A grandmother with advanced bowel cancer has spoken of a 'miracle' drug that has shrunk her tumours in half.
The 49-year-old's condition meant that she struggled with simple tasks such as climbing the stairs, walking a short distance or even talking on the phone.
But within hours of trialling the new drug, she was climbing stairs with no effort and, her three month scan showed her tumours had halved in size.
The medicine is so new it has not been given a name yet, but medics are impressed by its results.
Terri, who has three children and six grandchildren, was diagnosed with stage four bowel cancer on Valentine’s Day in 2020 after her GP referred her to Kidderminster Hospital with a stomach ache.
She underwent three types of chemotherapy after discovering the cancer had spread to her lungs, which failed to work, and medics told her she had no options left.
She had lost 1.5st in weight by August 2021 and needed a wheelchair to leave the house.
Her consultant at Kidderminster Hospital knew The Christie was investigating therapies that target the genes and proteins controlling how cancer cells grow and spread.
Ms Hurdman travelled to Manchester and, as soon as she took the first dose of the tablets last October, her condition improved significantly.
She said: “It’s like a miracle. It really is a wonder drug. Within days I didn’t need to use the wheelchair at all, and I didn’t get out of breath climbing stairs, which would have previously led to a coughing fit.
“That day I spoke to my sister on the phone for an hour, something that would have wiped me out before.

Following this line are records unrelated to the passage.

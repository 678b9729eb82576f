// Rust guideline compliant 2026-02-06

//! Output formatting for the Riot CLI.
//!
//! Reports can be rendered as JSON envelopes, human-readable tables or plain text.

use riot_app::{AppError, BatchReport, ErrorCode, ErrorEnvelope, RunReport, SuccessEnvelope};
use riot_core::CityMap;
use serde::Serialize;
use serde_json::json;
use tabled::{builder::Builder, settings::Style};
use termcolor::Color;

use crate::terminal::paint;

/// Maximum number of timeline rows shown in table output.
const TIMELINE_ROWS: usize = 10;

/// Output formatter trait.
///
/// Defines how command results are rendered in each output format.
pub trait OutputFormatter {
    /// Formats the report of a single run.
    fn format_run(&self, report: &RunReport) -> String;

    /// Formats the report of a batch of runs.
    fn format_batch(&self, report: &BatchReport) -> String;

    /// Formats a city map.
    fn format_map(&self, map: &CityMap) -> String;

    /// Formats an error for display.
    fn format_error(&self, error: &anyhow::Error) -> String;
}

/// Builds the error envelope for any error reaching the command layer.
pub fn error_envelope(error: &anyhow::Error) -> ErrorEnvelope {
    match error.downcast_ref::<AppError>() {
        Some(app_error) => ErrorEnvelope::from_error(app_error),
        None => ErrorEnvelope {
            status: "error",
            code: ErrorCode::InvalidInput,
            message: format!("{:#}", error),
            details: None,
        },
    }
}

fn to_pretty_json<T: Serialize>(value: &T) -> String {
    serde_json::to_string_pretty(value)
        .unwrap_or_else(|_| json!({ "error": "Failed to serialize output" }).to_string())
}

/// JSON output formatter.
///
/// Wraps results in success envelopes for machine consumption.
pub struct JsonFormatter;

impl OutputFormatter for JsonFormatter {
    fn format_run(&self, report: &RunReport) -> String {
        to_pretty_json(&SuccessEnvelope::new(report))
    }

    fn format_batch(&self, report: &BatchReport) -> String {
        to_pretty_json(&SuccessEnvelope::new(report))
    }

    fn format_map(&self, map: &CityMap) -> String {
        let rows: Vec<String> = map.render().lines().map(str::to_string).collect();
        to_pretty_json(&SuccessEnvelope::new(json!({
            "width": map.width(),
            "height": map.height(),
            "streets": map.n_streets(),
            "exit_space_height": map.exit_space_height(),
            "walkable": map.walkable_count(),
            "rows": rows,
        })))
    }

    fn format_error(&self, error: &anyhow::Error) -> String {
        to_pretty_json(&error_envelope(error))
    }
}

/// Evenly spaced indices into a series of `len` items, always including the last one.
fn timeline_indices(len: usize, rows: usize) -> Vec<usize> {
    if len <= rows {
        return (0..len).collect();
    }
    let stride = len.div_ceil(rows);
    let mut indices: Vec<usize> = (0..len).step_by(stride).collect();
    if indices.last() != Some(&(len - 1)) {
        indices.push(len - 1);
    }
    indices
}

/// Table output formatter.
///
/// Formats reports as aligned tables, colouring rioters and injuries.
pub struct TableFormatter {
    use_color: bool,
}

impl TableFormatter {
    /// Creates a new table formatter.
    pub fn new(use_color: bool) -> Self {
        Self { use_color }
    }

    fn highlight(&self, value: u32, color: Color) -> String {
        let text = value.to_string();
        if value == 0 {
            return text;
        }
        paint(&text, color, true, self.use_color)
    }
}

impl OutputFormatter for TableFormatter {
    fn format_run(&self, report: &RunReport) -> String {
        let summary = &report.summary;
        let mut output = String::new();

        output.push_str(&format!("Seed:        {}\n", report.seed));
        output.push_str(&format!(
            "Grid:        {}x{} ({} streets)\n",
            report.width, report.height, report.streets
        ));
        output.push_str(&format!("Steps:       {}\n", report.steps));
        output.push_str(&format!(
            "Entered:     {} home, {} away\n",
            summary.entered_home, summary.entered_away
        ));
        output.push_str(&format!(
            "Left:        {} home, {} away\n",
            summary.left_home, summary.left_away
        ));
        output.push_str(&format!(
            "On map:      {} home, {} away\n",
            summary.final_teams.home, summary.final_teams.away
        ));
        output.push_str(&format!(
            "Rioters:     {} (peak {} at step {})\n",
            self.highlight(summary.final_states.rioters, Color::Yellow),
            summary.peak_rioters,
            summary.peak_rioters_step
        ));
        output.push_str(&format!(
            "Injured:     {}\n",
            self.highlight(summary.final_states.injured, Color::Red)
        ));

        if report.agent_states.is_empty() {
            return output;
        }

        let mut builder = Builder::default();
        builder.push_record(vec!["Step", "Bystanders", "Rioters", "Injured", "Home", "Away"]);
        for idx in timeline_indices(report.agent_states.len(), TIMELINE_ROWS) {
            let states = &report.agent_states[idx];
            let teams = report.team_control.get(idx).copied().unwrap_or_default();
            builder.push_record(vec![
                (idx + 1).to_string(),
                states.bystanders.to_string(),
                states.rioters.to_string(),
                states.injured.to_string(),
                teams.home.to_string(),
                teams.away.to_string(),
            ]);
        }

        let mut table = builder.build();
        table.with(Style::modern());
        output.push('\n');
        output.push_str(&table.to_string());
        output
    }

    fn format_batch(&self, report: &BatchReport) -> String {
        let mut builder = Builder::default();
        builder.push_record(vec!["Seed", "Left", "Rioters", "Peak", "Injured"]);
        for run in &report.runs {
            builder.push_record(vec![
                run.seed.to_string(),
                run.summary.total_left().to_string(),
                run.summary.final_states.rioters.to_string(),
                run.summary.peak_rioters.to_string(),
                self.highlight(run.summary.final_states.injured, Color::Red),
            ]);
        }

        let mut table = builder.build();
        table.with(Style::modern());

        format!(
            "{}\nRuns: {}, steps per run: {}\nMean left: {:.2}, mean rioters: {:.2}, \
             mean peak: {:.2}, mean injured: {:.2}",
            table,
            report.runs.len(),
            report.steps,
            report.mean_left,
            report.mean_rioters,
            report.mean_peak_rioters,
            report.mean_injured
        )
    }

    fn format_map(&self, map: &CityMap) -> String {
        format!(
            "City map {}x{}, {} streets, {} walkable cells\n\n{}",
            map.width(),
            map.height(),
            map.n_streets(),
            map.walkable_count(),
            map.render().trim_end()
        )
    }

    fn format_error(&self, error: &anyhow::Error) -> String {
        format!(
            "{} {:#}",
            paint("Error:", Color::Red, true, self.use_color),
            error
        )
    }
}

/// Plain text output formatter.
///
/// One whitespace-separated record per line, without colours or tables.
pub struct PlainFormatter;

impl OutputFormatter for PlainFormatter {
    fn format_run(&self, report: &RunReport) -> String {
        let summary = &report.summary;
        let mut output = format!(
            "seed {}\nsteps {}\nentered {} {}\nleft {} {}\n",
            report.seed,
            report.steps,
            summary.entered_home,
            summary.entered_away,
            summary.left_home,
            summary.left_away
        );
        for (idx, states) in report.agent_states.iter().enumerate() {
            let teams = report.team_control.get(idx).copied().unwrap_or_default();
            output.push_str(&format!(
                "{} {} {} {} {} {}\n",
                idx + 1,
                states.bystanders,
                states.rioters,
                states.injured,
                teams.home,
                teams.away
            ));
        }
        output
    }

    fn format_batch(&self, report: &BatchReport) -> String {
        let mut output = String::new();
        for run in &report.runs {
            output.push_str(&format!(
                "{} {} {} {} {}\n",
                run.seed,
                run.summary.total_left(),
                run.summary.final_states.rioters,
                run.summary.peak_rioters,
                run.summary.final_states.injured
            ));
        }
        output
    }

    fn format_map(&self, map: &CityMap) -> String {
        map.render().trim_end().to_string()
    }

    fn format_error(&self, error: &anyhow::Error) -> String {
        format!("Error: {:#}", error)
    }
}

/// Factory function to create an appropriate formatter.
///
/// # Arguments
/// * `format` - The desired output format ("json", "table", or "plain")
/// * `use_color` - Whether to use colored output (ignored for JSON and plain)
pub fn create_formatter(format: &str, use_color: bool) -> Box<dyn OutputFormatter> {
    match format {
        "json" => Box::new(JsonFormatter),
        "plain" => Box::new(PlainFormatter),
        _ => Box::new(TableFormatter::new(use_color)),
    }
}

#[cfg(test)]
mod tests {
    use super::*;

    #[test]
    fn test_timeline_keeps_short_series() {
        assert_eq!(timeline_indices(3, 10), vec![0, 1, 2]);
    }

    #[test]
    fn test_timeline_samples_long_series() {
        let indices = timeline_indices(100, 10);
        assert_eq!(indices.first(), Some(&0));
        assert_eq!(indices.last(), Some(&99));
        assert!(indices.len() <= 11);
    }
}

“My appetite came back, which made me look so much healthier, and the colour returned to my cheeks.
“I didn’t think I’d make it to Christmas, but now I’m looking forward to celebrating my 50th birthday in July. I feel myself again and I’m able to enjoy life.”
Dr Matthew Krebs, medical oncologist from The Christie and the University of Manchester, leading the study in the UK, said: “We are delighted at the response Terri has had to this treatment.
“Her scans show that her tumours have reduced by nearly 50% in just three months.
“This is promising for a drug early in its development directed at KRAS mutation that has historically been very difficult to treat.
“It targets only a specific sub-type of KRAS mutation, and a similar drug has already been approved for patients with lung cancer.
“There’s much more work to do before this drug may be available routinely for patients, and not everyone will respond in this way, but Terri’s case highlights the importance of genetic testing in cancer patients and the potential benefits that clinical trials of new drugs can hold.”
Around 47,000 people are diagnosed with lung cancer in the UK every year, while 43,000 are diagnosed with bowel cancer.